▶ _WORK REQUEST_
From the records, return each line that has the word "impl" in it.

▶ _RECORDS SUPPLIED_
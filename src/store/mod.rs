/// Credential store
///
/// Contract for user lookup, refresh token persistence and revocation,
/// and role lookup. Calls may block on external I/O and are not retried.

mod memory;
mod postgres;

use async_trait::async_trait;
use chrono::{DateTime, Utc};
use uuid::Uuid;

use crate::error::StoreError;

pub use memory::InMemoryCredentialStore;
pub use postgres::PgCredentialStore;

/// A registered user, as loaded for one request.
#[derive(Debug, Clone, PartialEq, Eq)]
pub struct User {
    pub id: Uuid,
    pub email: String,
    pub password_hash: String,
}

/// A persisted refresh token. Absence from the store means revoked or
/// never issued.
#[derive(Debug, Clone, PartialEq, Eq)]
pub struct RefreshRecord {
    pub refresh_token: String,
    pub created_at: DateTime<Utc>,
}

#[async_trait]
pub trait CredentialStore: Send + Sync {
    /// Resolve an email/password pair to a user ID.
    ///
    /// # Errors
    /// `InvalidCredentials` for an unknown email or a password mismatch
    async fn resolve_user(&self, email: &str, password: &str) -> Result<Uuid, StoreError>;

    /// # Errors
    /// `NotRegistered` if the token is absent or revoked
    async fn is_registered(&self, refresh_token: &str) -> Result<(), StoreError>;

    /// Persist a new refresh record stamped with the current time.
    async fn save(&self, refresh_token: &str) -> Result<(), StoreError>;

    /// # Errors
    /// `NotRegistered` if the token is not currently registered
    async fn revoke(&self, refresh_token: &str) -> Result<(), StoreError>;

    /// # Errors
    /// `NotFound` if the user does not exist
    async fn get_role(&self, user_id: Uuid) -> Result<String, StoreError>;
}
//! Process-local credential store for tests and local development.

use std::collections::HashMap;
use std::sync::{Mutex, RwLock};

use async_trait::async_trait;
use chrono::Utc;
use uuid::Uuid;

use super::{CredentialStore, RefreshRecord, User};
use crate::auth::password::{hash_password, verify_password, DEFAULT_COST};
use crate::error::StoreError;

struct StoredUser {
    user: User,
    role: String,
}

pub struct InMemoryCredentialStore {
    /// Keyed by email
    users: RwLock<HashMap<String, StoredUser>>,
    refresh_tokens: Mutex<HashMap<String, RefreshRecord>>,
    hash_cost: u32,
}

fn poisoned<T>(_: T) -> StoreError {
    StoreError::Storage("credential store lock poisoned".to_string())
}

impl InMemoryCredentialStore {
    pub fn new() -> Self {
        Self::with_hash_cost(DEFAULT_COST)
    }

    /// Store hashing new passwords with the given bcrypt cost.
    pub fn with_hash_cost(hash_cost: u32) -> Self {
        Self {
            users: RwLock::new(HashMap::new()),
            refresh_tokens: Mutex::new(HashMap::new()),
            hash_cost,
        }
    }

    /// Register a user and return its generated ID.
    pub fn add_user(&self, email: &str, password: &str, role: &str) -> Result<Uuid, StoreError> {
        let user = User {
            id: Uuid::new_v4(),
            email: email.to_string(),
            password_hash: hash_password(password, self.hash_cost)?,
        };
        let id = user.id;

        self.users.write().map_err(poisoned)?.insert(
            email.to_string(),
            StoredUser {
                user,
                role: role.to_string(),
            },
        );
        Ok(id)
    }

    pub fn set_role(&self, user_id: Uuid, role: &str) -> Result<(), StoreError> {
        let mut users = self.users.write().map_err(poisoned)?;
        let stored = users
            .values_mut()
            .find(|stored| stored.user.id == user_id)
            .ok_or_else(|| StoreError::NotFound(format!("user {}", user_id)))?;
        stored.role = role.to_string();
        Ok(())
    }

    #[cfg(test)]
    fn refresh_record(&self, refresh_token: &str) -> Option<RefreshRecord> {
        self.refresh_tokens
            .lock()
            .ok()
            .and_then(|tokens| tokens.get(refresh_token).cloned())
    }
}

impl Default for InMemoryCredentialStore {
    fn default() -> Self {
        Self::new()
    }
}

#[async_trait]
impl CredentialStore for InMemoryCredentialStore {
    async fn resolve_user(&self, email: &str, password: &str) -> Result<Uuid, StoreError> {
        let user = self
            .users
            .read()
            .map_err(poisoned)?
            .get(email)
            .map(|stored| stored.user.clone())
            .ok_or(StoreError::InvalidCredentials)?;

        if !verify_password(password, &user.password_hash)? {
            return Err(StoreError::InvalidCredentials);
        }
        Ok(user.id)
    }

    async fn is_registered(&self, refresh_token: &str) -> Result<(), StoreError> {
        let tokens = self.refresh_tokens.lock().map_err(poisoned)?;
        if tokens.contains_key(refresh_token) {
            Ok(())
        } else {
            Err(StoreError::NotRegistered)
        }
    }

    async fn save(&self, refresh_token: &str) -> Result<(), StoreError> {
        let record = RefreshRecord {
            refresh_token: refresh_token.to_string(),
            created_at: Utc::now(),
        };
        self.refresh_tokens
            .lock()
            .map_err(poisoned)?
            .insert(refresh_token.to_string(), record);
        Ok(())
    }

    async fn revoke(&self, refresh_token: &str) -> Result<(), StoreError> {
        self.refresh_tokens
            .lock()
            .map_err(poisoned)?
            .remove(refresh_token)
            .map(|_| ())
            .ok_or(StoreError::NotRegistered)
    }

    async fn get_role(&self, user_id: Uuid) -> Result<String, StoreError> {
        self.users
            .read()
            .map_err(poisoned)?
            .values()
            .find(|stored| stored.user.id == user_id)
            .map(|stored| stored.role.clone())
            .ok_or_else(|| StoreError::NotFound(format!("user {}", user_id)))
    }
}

▶ _SOLVED EXERCISE_
impl InMemoryCredentialStore {
impl Default for InMemoryCredentialStore {
impl CredentialStore for InMemoryCredentialStore {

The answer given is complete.